── ENTRIES PROVIDED ──
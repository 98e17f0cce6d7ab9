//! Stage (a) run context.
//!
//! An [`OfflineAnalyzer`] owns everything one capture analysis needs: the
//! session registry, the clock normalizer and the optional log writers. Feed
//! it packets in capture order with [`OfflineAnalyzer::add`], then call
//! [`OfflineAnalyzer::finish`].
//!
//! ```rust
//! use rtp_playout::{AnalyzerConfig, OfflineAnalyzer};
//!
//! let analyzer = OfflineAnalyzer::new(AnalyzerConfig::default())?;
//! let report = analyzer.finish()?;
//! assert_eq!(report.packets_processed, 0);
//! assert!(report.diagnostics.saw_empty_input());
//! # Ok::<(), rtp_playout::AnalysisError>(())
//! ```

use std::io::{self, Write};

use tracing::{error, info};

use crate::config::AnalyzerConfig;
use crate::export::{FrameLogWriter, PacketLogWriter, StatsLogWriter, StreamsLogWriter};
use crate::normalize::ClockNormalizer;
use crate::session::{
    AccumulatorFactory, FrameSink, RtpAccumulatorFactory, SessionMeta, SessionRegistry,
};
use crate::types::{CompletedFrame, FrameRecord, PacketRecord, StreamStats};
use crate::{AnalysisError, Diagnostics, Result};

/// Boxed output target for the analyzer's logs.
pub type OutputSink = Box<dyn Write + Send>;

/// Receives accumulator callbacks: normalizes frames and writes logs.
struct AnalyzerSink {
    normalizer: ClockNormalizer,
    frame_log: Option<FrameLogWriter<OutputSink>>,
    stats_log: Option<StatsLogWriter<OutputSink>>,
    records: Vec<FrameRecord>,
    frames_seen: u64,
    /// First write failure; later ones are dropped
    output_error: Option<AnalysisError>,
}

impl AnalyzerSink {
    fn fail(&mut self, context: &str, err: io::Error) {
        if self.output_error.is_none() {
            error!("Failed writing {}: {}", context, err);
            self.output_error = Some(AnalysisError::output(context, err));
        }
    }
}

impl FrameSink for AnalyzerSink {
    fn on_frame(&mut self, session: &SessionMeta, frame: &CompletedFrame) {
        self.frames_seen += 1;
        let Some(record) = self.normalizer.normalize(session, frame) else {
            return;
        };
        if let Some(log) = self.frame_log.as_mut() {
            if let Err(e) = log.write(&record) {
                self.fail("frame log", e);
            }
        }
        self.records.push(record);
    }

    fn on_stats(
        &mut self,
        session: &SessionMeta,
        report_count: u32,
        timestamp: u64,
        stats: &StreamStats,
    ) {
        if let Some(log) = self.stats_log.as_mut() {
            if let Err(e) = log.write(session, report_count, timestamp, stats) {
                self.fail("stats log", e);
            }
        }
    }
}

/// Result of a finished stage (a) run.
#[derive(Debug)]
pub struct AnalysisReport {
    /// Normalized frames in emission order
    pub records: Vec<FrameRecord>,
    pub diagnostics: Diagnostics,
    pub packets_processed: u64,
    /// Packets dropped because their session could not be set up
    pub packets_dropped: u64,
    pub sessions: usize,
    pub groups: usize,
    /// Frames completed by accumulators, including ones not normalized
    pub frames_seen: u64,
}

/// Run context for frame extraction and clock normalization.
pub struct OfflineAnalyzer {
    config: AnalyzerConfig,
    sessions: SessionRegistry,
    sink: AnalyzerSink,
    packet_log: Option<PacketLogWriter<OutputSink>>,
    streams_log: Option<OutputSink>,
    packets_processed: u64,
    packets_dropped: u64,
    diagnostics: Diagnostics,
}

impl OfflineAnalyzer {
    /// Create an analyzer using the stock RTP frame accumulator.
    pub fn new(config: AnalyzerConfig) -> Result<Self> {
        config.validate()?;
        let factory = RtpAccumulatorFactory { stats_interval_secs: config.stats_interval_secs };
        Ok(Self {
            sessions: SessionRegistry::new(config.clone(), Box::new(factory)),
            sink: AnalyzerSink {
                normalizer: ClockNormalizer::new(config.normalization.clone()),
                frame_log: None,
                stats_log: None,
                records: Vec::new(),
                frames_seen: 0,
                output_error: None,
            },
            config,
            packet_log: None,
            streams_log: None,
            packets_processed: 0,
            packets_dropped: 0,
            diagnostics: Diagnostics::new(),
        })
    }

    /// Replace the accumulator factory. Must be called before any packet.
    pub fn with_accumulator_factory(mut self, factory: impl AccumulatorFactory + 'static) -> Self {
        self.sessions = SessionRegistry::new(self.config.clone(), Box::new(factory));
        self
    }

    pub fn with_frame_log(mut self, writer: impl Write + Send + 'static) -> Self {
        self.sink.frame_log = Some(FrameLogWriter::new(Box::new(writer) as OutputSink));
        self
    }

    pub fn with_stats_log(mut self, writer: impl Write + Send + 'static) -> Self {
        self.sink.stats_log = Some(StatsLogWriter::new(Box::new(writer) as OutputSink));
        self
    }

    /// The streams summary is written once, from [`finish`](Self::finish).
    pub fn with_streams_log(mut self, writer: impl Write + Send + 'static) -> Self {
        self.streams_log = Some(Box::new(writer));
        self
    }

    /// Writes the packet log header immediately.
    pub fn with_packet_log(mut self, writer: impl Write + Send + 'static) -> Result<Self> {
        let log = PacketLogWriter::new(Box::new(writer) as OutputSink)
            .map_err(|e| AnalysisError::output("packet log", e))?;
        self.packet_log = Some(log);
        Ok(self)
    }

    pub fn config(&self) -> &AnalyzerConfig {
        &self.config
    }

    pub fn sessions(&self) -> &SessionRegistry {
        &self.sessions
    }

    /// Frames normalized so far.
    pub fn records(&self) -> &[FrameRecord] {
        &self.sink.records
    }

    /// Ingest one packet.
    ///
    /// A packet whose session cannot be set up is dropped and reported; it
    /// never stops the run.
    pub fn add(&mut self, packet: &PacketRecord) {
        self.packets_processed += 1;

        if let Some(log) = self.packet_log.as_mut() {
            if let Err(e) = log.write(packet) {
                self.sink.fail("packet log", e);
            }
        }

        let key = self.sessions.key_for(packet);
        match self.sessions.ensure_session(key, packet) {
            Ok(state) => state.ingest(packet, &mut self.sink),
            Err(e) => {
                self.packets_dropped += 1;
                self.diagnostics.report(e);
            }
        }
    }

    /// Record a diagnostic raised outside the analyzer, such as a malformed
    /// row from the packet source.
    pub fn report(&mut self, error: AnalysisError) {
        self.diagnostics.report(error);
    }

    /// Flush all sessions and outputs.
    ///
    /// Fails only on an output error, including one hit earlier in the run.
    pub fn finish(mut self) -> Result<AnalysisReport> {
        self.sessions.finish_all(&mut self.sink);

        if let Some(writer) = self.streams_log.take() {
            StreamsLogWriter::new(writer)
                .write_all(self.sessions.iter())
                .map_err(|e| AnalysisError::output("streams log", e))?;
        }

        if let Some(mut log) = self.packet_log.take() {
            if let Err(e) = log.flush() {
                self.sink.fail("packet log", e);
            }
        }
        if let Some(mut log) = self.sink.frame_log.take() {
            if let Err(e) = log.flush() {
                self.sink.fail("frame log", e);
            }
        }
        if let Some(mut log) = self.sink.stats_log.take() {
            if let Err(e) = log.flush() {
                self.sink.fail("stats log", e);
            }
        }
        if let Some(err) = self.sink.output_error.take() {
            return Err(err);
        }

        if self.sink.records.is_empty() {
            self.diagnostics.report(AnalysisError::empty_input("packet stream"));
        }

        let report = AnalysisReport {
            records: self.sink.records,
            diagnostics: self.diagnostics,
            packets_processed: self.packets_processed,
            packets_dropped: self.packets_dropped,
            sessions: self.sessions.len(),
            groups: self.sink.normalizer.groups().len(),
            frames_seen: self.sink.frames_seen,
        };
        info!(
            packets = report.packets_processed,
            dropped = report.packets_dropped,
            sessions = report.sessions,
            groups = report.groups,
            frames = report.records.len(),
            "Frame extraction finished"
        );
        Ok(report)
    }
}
───
#### ASSIGNMENT
Only a number is expected: the count of lines in the entries that include the string "extraction".

#### RESULT OF THE TASK
2